Embora os mandados tenham sido cumpridos em endereços de luxo em bairros como Leme e Copacabana, Bacellar não residiria habitualmente em nenhum deles, segundo relatos. Os apartamentos também serviriam como ponto de encontro ocasional para familiares e amigos do deputado, que, segundo sua defesa, informou ter se mudado recentemente.
A investigação, parte da Operação Unha e Carne, já identificou ao menos oito imóveis vinculados a Bacellar. A fase mais recente da operação focou em quatro endereços, incluindo três na Zona Sul do Rio e um em Campos dos Goytacazes, no Norte Fluminense.
Segurança Reforçada e Acesso Controlado no Leme
Um dos imóveis em destaque fica de frente para o mar do Leme.

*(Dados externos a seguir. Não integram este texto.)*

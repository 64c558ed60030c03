/// The step function: advances the game by one tick.
///
/// Processing order:
///   1. Advance head one cell in the current direction (wrapping)
///   2. Food pickup  → +1 score, grow by 1, respawn food
///   3. Powerup pickup → +5 score, grow by 3
///   4. Otherwise trim the tail
///   5. Self-collision → GameOver
///   6. Powerup spawn roll (only if none on the board)
///   7. Powerup expiry
///
/// Food is tested before the powerup. The placement rules keep the two
/// on different cells, so at most one pickup happens per tick.

use std::time::Instant;

use rand::Rng;

use crate::domain::entity::Powerup;
use crate::domain::grid::Cell;
use super::event::GameEvent;
use super::world::{GameState, Phase};

pub const FOOD_SCORE: u32 = 1;
pub const POWERUP_SCORE: u32 = 5;
/// Extra segments on top of the untrimmed tail.
pub const POWERUP_EXTRA_SEGMENTS: usize = 2;

/// Per-tick input. Turns are applied between ticks through
/// `GameState::request_turn`; the tick itself only needs the clock.
#[derive(Clone, Copy, Debug)]
pub struct TickInput {
    pub now: Instant,
}

// ══════════════════════════════════════════════════════════════
// Main entry point
// ══════════════════════════════════════════════════════════════

pub fn step<R: Rng + ?Sized>(state: &mut GameState, input: TickInput, rng: &mut R) -> Vec<GameEvent> {
    if state.phase != Phase::Playing { return vec![]; }

    let mut events: Vec<GameEvent> = Vec::new();
    state.tick += 1;
    state.turned_this_tick = false;

    let head = advance_head(state);
    if !resolve_food(state, head, rng, &mut events)
        && !resolve_powerup_pickup(state, head, &mut events)
    {
        state.snake.trim_tail();
    }
    resolve_food_refill(state, rng);
    resolve_collision(state, &mut events);
    resolve_powerup_spawn(state, input.now, rng, &mut events);
    resolve_powerup_expiry(state, input.now, &mut events);

    events
}

// ══════════════════════════════════════════════════════════════
// Movement
// ══════════════════════════════════════════════════════════════

fn advance_head(state: &mut GameState) -> Cell {
    let head = state.grid().advance(state.snake.head(), state.direction);
    state.snake.push_head(head);
    head
}

// ══════════════════════════════════════════════════════════════
// Pickups
// ══════════════════════════════════════════════════════════════

fn resolve_food<R: Rng + ?Sized>(
    state: &mut GameState,
    head: Cell,
    rng: &mut R,
    events: &mut Vec<GameEvent>,
) -> bool {
    if state.food != Some(head) { return false; }
    debug_assert!(
        state.powerup.map_or(true, |p| p.cell != head),
        "food and powerup share a cell",
    );

    if state.add_score(FOOD_SCORE) {
        events.push(GameEvent::NewHighScore { score: state.high_score });
    }
    state.place_food(rng);
    events.push(GameEvent::AteFood { cell: head });
    true
}

/// Food that found no free cell is retried every tick until the snake or
/// an expiring powerup opens one up.
fn resolve_food_refill<R: Rng + ?Sized>(state: &mut GameState, rng: &mut R) {
    if state.food.is_none() {
        state.place_food(rng);
    }
}

fn resolve_powerup_pickup(
    state: &mut GameState,
    head: Cell,
    events: &mut Vec<GameEvent>,
) -> bool {
    match state.powerup {
        Some(p) if p.cell == head => {}
        _ => return false,
    }

    if state.add_score(POWERUP_SCORE) {
        events.push(GameEvent::NewHighScore { score: state.high_score });
    }
    state.snake.extend_tail(POWERUP_EXTRA_SEGMENTS);
    state.powerup = None;
    events.push(GameEvent::AtePowerup { cell: head });
    true
}

// ══════════════════════════════════════════════════════════════
// Collision
// ══════════════════════════════════════════════════════════════

/// Must run after the tail is trimmed. The cell the tail leaves this
/// tick is free, so chasing your own tail into it is legal and not a
/// collision. Checking before the trim would end games on that move.
fn resolve_collision(state: &mut GameState, events: &mut Vec<GameEvent>) {
    if state.snake.body_hit(state.snake.head()) {
        state.phase = Phase::GameOver;
        events.push(GameEvent::GameOver { score: state.score });
    }
}

// ══════════════════════════════════════════════════════════════
// Powerup lifecycle
// ══════════════════════════════════════════════════════════════

fn resolve_powerup_spawn<R: Rng + ?Sized>(
    state: &mut GameState,
    now: Instant,
    rng: &mut R,
    events: &mut Vec<GameEvent>,
) {
    if state.powerup.is_some() { return; }
    let chance = state.rules.powerup_chance.clamp(0.0, 1.0);
    if !rng.random_bool(chance) { return; }

    if let Some(cell) = state.powerup_cell(rng) {
        state.powerup = Some(Powerup::new(cell, now));
        events.push(GameEvent::PowerupSpawned { cell });
    }
}

fn resolve_powerup_expiry(state: &mut GameState, now: Instant, events: &mut Vec<GameEvent>) {
    let lifetime = state.rules.powerup_lifetime;
    if let Some(p) = state.powerup {
        if p.expired(now, lifetime) {
            state.powerup = None;
            events.push(GameEvent::PowerupExpired { cell: p.cell });
        }
    }
}

// ══════════════════════════════════════════════════════════════
// Unit tests
// ══════════════════════════════════════════════════════════════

O prédio, com 12 andares, não se destaca pela ostentação, mas sim por um rigoroso esquema de segurança. Câmeras, vidros escuros nas janelas e seguranças com equipamentos de comunicação compõem o cenário.
A discrição é tal que, ao ser questionado por jornalistas, um funcionário afirmou não estar autorizado a fornecer informações. Vizinhos mencionaram apenas a movimentação esporádica de pessoas que se identificavam como parentes ou amigos do deputado, reforçando o perfil reservado do local.

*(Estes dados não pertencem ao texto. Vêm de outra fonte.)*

/// High score persistence.
///
/// ## File format:
///   Key-value lines. One key is used: `snakeHighScore=<n>`.
///   Unknown keys are ignored; a missing or garbled file reads as 0.
///
/// Stored as `highscore.dat` in the data directory (see `data_dir`).
/// The in-memory value only ever rises; `record` writes the file the
/// moment a higher score arrives.

use std::path::{Path, PathBuf};

const HIGH_SCORE_FILE: &str = "highscore.dat";
const HIGH_SCORE_KEY: &str = "snakeHighScore";

// ══════════════════════════════════════════════════════════════
// Paths
// ══════════════════════════════════════════════════════════════

/// Where persistent files (high score, log) live.
pub fn data_dir() -> PathBuf {
    // 1. Try exe directory (works for local/portable installs)
    if let Ok(exe) = std::env::current_exe() {
        let resolved = exe.canonicalize().unwrap_or(exe);
        if let Some(parent) = resolved.parent() {
            // Check if writable (system installs like /usr/games/ won't be)
            let test_path = parent.join(".write_test_wrapsnake");
            if std::fs::write(&test_path, "").is_ok() {
                let _ = std::fs::remove_file(&test_path);
                return parent.to_path_buf();
            }
        }
    }

    // 2. XDG data home (~/.local/share/wrapsnake) for system installs
    if let Ok(home) = std::env::var("HOME") {
        let xdg = PathBuf::from(&home).join(".local/share/wrapsnake");
        if std::fs::create_dir_all(&xdg).is_ok() {
            return xdg;
        }
    }

    // 3. Fallback to CWD
    std::env::current_dir().unwrap_or_else(|_| PathBuf::from("."))
}

// ══════════════════════════════════════════════════════════════
// Store
// ══════════════════════════════════════════════════════════════

pub struct HighScoreStore {
    path: PathBuf,
    best: u32,
}

impl HighScoreStore {
    /// Open the store at `path`, reading the current best if present.
    pub fn open(path: impl Into<PathBuf>) -> Self {
        let path = path.into();
        let best = read_best(&path);
        HighScoreStore { path, best }
    }

    pub fn open_default() -> Self {
        Self::open(data_dir().join(HIGH_SCORE_FILE))
    }

    pub fn best(&self) -> u32 {
        self.best
    }

    pub fn path(&self) -> &Path {
        &self.path
    }

    /// Persist `score` if it beats the stored best.
    /// Returns `Ok(true)` when the file was written.
    pub fn record(&mut self, score: u32) -> Result<bool, String> {
        if score <= self.best {
            return Ok(false);
        }
        self.best = score;
        std::fs::write(&self.path, serialize(score))
            .map_err(|e| format!("Saving high score to {} failed: {}", self.path.display(), e))?;
        Ok(true)
    }
}

fn read_best(path: &Path) -> u32 {
    std::fs::read_to_string(path)
        .ok()
        .and_then(|content| parse_high_score(&content))
        .unwrap_or(0)
}

// ══════════════════════════════════════════════════════════════
// Serialization
// ══════════════════════════════════════════════════════════════

fn serialize(score: u32) -> String {
    format!("{}={}\n", HIGH_SCORE_KEY, score)
}

fn parse_high_score(content: &str) -> Option<u32> {
    content.lines().find_map(|line| {
        let (key, val) = line.split_once('=')?;
        if key.trim() == HIGH_SCORE_KEY {
            val.trim().parse().ok()
        } else {
            None
        }
    })
}

#[cfg(test)]
mod tests {
    use super::*;

    fn temp_path(tag: &str) -> PathBuf {
        std::env::temp_dir().join(format!("wrapsnake_{}_{}.dat", tag, std::process::id()))
    }

    #[test]
    fn parse_finds_key_among_others() {
        assert_eq!(parse_high_score("foo=1\nsnakeHighScore = 42\n"), Some(42));
        assert_eq!(parse_high_score("snakeHighScore=abc"), None);
        assert_eq!(parse_high_score(""), None);
    }

    #[test]
    fn missing_file_reads_zero() {
        let path = temp_path("missing");
        let _ = std::fs::remove_file(&path);
        assert_eq!(HighScoreStore::open(&path).best(), 0);
    }

    #[test]
    fn record_only_raises() {
        let path = temp_path("raise");
        let _ = std::fs::remove_file(&path);

        let mut store = HighScoreStore::open(&path);
        assert_eq!(store.record(12), Ok(true));
        assert_eq!(store.record(5), Ok(false));
        assert_eq!(store.record(12), Ok(false));
        assert_eq!(store.best(), 12);

        // Survives a reopen (next session).
        let reopened = HighScoreStore::open(&path);
        assert_eq!(reopened.best(), 12);

        let _ = std::fs::remove_file(&path);
    }

    #[test]
    fn write_failure_is_reported() {
        let dir = std::env::temp_dir().join(format!("wrapsnake_dir_{}", std::process::id()));
        let _ = std::fs::create_dir_all(&dir);
        // A directory cannot be overwritten as a file.
        let mut store = HighScoreStore::open(&dir);
        assert!(store.record(3).is_err());
        let _ = std::fs::remove_dir(&dir);
    }
}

Agentes federais encontraram dificuldades para acessar o apartamento no sexto andar, que ocupa todo o pavimento, devido a uma porta blindada, conforme noticiado pela TV Globo. Deputados próximos a Bacellar confirmam que ele utilizava imóveis fora da Alerj para reuniões.
Copacabana e Apart-hotéis: Outros Endereços Sob Investigação
Outro endereço associado a Bacellar está localizado na Rua Aires Saldanha, em Copacabana. Trata-se de um prédio antigo, em fase de obras, onde funcionários relataram nunca ter visto o deputado, mas que já ouviram comentários sobre a circulação de pessoas conhecidas dele no imóvel.
Porteiros de prédios vizinhos relataram que, embora Bacellar não seja visto com frequência, há comentários sobre a presença de seus parentes e amigos no local, descritos como figuras conhecidas, mas superdiscretas.
Na Avenida Princesa Isabel, um apart-hotel também foi alvo de busca. Funcionários indicam que Bacellar raramente utiliza o espaço, que costuma ser ocupado por parentes ou amigos, mantendo o padrão de uso reservado.
Histórico de Buscas e Declaração de Bens
Em decisões relacionadas à prisão do desembargador federal Macário Judice Neto, o ministro Alexandre de Moraes autorizou buscas em um endereço em Campos. Na primeira fase da operação, que levou Bacellar à prisão em dezembro, mandados foram cumpridos em uma cobertura em Botafogo e em imóveis em Campos e Teresópolis.
Curiosamente, nenhum desses endereços constava na declaração de bens de Bacellar na eleição de 2022, sugerindo que possam ter sido alugados ou adquiridos posteriormente. Na época, o então candidato registrou um patrimônio de R$ 793 mil.
A decisão do ministro Alexandre de Moraes determinou a verificação de “eventuais cômodos secretos ou salas reservadas” nos imóveis, além da apreensão de registros de controle de acesso, caso existissem.